-- Work required --
In the records below, some lines hold the word "message". Copy each of those lines.

============

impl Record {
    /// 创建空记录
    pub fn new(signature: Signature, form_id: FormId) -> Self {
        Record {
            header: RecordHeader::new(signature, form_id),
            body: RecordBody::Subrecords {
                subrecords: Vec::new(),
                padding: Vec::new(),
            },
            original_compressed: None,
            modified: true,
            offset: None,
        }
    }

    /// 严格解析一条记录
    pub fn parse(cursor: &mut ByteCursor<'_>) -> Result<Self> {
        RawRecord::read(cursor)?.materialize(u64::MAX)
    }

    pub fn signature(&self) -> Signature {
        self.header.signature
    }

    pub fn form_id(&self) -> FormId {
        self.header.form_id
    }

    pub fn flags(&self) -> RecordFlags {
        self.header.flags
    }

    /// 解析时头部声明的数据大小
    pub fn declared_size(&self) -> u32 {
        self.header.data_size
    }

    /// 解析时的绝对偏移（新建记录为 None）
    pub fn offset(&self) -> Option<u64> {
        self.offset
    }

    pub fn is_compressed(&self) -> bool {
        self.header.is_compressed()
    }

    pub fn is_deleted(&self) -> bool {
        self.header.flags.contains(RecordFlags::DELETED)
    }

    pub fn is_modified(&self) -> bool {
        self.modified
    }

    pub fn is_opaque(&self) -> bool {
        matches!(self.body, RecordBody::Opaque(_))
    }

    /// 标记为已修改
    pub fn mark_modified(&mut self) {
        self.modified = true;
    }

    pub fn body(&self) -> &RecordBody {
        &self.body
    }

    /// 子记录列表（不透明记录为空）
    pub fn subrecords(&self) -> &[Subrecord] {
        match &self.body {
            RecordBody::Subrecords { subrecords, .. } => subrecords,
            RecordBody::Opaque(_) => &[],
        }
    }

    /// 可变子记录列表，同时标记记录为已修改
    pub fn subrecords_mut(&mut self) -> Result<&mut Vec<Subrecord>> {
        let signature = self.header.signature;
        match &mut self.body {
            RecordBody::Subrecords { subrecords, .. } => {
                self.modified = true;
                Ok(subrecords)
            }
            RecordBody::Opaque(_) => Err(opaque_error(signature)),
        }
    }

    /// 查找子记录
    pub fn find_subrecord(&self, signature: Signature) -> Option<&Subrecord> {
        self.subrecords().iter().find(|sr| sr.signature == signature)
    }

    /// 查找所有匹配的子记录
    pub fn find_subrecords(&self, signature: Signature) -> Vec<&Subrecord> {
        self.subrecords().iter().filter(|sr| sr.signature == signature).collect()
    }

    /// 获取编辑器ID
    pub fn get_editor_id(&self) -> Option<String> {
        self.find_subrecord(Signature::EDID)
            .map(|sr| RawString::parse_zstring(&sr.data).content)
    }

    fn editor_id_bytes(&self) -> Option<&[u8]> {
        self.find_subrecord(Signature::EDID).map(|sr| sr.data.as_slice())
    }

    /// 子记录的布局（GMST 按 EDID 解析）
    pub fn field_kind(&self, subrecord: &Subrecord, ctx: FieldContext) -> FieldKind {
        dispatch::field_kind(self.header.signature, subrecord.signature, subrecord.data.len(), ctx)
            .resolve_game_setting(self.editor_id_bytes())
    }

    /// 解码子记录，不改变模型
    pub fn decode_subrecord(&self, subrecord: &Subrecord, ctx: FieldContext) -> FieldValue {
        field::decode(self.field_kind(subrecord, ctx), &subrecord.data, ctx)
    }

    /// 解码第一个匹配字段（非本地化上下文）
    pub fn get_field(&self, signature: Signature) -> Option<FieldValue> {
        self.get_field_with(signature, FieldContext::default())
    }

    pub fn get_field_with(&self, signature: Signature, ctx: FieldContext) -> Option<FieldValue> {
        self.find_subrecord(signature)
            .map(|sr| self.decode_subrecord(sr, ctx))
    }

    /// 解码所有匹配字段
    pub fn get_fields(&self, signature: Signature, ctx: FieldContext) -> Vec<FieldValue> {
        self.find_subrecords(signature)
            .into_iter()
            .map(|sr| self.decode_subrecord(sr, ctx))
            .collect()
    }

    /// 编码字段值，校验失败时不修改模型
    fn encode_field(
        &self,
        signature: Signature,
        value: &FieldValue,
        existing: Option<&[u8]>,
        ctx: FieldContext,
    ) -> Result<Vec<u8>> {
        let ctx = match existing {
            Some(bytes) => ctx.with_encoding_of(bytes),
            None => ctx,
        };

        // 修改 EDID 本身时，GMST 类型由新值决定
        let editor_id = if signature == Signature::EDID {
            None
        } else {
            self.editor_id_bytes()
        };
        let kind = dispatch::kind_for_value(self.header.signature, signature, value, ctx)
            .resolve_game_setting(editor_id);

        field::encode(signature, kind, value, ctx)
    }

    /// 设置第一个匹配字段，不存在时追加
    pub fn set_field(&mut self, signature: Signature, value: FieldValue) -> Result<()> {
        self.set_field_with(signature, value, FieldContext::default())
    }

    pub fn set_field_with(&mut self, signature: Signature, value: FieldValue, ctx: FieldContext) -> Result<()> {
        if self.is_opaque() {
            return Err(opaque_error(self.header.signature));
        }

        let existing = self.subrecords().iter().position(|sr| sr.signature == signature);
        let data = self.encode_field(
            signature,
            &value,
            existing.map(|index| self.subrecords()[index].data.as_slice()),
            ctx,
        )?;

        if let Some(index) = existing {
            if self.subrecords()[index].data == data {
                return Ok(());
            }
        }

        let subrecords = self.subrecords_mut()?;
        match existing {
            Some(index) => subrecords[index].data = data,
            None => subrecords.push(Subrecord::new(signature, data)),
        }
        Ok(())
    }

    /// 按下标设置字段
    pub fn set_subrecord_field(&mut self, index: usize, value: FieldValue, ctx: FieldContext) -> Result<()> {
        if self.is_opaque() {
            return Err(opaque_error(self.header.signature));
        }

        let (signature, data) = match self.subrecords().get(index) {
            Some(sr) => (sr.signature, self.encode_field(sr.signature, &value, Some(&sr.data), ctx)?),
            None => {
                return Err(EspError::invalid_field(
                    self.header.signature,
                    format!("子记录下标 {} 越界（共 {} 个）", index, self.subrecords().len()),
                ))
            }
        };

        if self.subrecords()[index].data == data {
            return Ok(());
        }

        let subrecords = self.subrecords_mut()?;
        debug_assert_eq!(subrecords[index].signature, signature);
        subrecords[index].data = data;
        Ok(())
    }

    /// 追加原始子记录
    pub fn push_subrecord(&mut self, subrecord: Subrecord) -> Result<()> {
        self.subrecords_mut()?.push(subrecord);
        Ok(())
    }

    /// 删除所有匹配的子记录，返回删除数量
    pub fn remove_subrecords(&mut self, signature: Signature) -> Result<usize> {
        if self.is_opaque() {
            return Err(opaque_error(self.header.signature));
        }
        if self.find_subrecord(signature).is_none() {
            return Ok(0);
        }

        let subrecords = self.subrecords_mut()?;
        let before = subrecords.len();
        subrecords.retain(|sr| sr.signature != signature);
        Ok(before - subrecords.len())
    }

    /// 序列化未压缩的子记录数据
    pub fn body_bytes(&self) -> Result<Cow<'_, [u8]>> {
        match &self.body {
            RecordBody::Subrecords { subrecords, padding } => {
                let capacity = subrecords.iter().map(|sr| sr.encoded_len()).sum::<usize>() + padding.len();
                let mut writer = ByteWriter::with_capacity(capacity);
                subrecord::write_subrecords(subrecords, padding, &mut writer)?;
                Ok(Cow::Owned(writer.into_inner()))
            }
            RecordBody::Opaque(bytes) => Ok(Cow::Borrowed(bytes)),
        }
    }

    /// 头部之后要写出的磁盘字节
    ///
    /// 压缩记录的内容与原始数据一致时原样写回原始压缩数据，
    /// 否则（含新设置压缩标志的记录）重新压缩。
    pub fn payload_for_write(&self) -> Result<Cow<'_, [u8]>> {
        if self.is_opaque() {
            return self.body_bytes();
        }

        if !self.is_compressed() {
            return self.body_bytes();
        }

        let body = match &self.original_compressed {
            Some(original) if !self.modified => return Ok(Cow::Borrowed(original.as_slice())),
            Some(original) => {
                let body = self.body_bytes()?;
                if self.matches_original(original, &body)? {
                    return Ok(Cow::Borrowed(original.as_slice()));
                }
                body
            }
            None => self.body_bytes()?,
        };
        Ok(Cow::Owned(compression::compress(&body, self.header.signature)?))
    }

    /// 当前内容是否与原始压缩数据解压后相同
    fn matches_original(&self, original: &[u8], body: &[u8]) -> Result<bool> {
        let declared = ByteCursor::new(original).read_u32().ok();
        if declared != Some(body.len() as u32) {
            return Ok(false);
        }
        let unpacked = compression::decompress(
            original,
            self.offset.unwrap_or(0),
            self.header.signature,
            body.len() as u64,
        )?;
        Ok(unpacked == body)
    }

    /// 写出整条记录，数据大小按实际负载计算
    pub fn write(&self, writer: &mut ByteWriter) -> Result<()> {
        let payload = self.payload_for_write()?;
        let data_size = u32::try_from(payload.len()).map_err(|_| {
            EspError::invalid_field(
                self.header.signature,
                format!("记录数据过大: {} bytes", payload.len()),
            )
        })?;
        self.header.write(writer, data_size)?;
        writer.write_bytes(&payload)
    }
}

============

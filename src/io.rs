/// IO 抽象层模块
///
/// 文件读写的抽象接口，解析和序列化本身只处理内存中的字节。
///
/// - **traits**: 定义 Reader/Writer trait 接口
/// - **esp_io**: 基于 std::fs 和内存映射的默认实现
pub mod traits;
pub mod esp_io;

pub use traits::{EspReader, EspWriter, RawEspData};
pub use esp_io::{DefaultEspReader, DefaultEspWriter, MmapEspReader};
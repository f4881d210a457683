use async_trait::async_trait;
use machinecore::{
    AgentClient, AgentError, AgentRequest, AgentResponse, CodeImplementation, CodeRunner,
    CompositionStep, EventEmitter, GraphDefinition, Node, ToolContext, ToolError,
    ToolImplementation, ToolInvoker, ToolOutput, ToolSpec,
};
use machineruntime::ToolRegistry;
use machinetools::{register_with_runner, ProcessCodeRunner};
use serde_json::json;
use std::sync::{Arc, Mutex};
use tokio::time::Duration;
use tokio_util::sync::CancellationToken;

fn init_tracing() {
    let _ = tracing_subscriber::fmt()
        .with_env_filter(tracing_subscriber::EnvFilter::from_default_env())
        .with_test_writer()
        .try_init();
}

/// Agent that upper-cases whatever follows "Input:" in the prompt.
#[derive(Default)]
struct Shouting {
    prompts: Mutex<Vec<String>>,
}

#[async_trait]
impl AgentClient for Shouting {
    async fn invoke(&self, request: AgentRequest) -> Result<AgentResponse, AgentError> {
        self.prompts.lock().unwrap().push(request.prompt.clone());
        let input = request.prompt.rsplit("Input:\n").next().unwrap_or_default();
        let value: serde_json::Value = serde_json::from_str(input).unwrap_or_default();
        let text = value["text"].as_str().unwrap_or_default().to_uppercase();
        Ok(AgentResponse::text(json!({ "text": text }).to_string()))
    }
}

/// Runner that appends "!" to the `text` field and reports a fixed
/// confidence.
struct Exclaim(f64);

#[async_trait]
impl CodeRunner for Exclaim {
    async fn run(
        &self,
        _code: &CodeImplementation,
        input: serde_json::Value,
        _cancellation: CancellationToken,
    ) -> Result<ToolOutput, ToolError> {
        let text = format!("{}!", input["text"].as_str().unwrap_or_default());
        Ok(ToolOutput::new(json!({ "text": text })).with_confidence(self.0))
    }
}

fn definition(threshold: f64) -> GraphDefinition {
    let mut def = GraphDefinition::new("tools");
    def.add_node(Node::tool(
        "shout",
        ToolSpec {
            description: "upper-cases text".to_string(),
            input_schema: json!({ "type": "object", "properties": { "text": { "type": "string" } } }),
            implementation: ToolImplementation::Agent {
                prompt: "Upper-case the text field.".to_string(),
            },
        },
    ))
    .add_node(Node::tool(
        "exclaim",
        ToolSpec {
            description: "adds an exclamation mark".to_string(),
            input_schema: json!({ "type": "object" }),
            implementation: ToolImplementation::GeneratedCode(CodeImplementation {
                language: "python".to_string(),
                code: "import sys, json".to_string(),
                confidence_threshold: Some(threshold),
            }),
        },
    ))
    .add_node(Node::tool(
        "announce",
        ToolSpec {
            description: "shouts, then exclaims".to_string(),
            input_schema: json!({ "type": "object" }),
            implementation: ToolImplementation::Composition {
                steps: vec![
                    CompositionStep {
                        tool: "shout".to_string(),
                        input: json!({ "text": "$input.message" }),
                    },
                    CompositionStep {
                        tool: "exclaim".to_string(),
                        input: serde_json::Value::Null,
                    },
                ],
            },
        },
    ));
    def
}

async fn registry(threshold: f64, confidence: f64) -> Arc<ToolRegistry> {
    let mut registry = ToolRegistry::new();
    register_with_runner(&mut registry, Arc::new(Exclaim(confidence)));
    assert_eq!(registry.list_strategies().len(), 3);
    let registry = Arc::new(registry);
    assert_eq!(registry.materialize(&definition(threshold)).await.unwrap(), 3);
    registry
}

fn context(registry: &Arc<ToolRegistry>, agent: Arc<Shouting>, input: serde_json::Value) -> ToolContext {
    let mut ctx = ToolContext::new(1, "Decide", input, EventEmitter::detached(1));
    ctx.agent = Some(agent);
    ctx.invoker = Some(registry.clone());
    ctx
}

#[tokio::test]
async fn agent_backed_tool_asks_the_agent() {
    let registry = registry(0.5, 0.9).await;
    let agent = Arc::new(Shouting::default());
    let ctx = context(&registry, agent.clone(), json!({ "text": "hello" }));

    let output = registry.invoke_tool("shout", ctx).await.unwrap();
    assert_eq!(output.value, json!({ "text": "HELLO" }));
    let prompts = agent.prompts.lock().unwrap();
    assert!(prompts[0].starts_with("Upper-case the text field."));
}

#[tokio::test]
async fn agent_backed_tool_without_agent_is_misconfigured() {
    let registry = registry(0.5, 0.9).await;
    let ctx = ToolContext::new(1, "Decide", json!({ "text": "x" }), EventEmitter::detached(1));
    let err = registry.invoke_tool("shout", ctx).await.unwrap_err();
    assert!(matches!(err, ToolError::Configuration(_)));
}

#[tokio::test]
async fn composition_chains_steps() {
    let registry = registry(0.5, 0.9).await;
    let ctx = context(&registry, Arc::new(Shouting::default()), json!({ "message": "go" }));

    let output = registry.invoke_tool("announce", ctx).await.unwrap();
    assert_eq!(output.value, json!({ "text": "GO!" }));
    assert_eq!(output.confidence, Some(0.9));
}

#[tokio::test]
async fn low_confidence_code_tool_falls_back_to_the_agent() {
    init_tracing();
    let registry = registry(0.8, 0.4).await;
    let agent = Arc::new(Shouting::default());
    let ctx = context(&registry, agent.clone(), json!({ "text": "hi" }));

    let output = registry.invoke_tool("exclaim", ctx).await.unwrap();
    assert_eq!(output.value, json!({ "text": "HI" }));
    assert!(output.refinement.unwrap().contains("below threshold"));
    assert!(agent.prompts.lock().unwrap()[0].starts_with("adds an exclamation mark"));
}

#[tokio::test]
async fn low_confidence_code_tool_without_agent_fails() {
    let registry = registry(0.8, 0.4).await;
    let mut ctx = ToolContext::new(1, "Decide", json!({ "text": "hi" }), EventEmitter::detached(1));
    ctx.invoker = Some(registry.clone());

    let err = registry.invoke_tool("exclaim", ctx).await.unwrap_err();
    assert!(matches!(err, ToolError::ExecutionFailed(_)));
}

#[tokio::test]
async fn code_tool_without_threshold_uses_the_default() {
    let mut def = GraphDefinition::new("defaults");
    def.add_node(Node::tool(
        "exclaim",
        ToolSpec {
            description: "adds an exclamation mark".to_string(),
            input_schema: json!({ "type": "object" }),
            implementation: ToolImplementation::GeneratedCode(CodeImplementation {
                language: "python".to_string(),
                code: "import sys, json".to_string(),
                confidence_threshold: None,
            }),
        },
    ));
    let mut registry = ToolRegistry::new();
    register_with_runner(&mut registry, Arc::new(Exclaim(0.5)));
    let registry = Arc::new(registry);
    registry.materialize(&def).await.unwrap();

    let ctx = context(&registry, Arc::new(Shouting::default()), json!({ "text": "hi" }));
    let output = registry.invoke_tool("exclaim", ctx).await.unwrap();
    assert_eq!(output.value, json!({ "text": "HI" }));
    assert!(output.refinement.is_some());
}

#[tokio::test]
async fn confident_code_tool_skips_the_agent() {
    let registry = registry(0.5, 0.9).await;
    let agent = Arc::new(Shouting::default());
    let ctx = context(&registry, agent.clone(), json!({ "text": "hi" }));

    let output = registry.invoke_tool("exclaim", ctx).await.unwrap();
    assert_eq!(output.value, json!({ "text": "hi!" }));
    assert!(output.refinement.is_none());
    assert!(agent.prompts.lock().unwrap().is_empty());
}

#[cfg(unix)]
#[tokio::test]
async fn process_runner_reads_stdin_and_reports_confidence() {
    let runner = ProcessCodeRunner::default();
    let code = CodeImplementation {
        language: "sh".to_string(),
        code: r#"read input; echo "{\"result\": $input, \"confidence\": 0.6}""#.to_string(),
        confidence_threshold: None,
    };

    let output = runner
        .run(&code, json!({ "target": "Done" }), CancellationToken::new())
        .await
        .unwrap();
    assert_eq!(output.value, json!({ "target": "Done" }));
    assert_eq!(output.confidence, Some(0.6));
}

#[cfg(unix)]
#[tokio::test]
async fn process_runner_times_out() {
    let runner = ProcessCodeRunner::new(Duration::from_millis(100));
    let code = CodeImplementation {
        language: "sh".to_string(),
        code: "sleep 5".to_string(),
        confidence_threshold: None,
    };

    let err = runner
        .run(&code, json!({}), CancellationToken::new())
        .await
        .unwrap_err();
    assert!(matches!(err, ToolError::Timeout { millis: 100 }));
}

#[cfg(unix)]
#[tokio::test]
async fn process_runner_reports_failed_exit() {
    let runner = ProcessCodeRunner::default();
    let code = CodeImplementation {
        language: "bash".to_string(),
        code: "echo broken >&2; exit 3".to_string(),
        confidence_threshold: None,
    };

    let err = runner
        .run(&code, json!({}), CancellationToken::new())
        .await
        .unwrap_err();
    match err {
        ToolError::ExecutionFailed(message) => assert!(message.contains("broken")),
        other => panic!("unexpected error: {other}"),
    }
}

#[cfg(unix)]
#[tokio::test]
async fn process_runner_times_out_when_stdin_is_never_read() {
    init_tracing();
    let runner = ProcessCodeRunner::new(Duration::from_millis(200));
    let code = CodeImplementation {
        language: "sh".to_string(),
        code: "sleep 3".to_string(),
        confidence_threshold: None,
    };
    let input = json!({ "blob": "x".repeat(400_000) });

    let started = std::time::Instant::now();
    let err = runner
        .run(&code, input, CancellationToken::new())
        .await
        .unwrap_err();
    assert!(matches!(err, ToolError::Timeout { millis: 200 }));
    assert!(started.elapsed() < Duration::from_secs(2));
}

============

-- Answer to the problem --
                        input: json!({ "text": "$input.message" }),
    let ctx = context(&registry, Arc::new(Shouting::default()), json!({ "message": "go" }));
        ToolError::ExecutionFailed(message) => assert!(message.contains("broken")),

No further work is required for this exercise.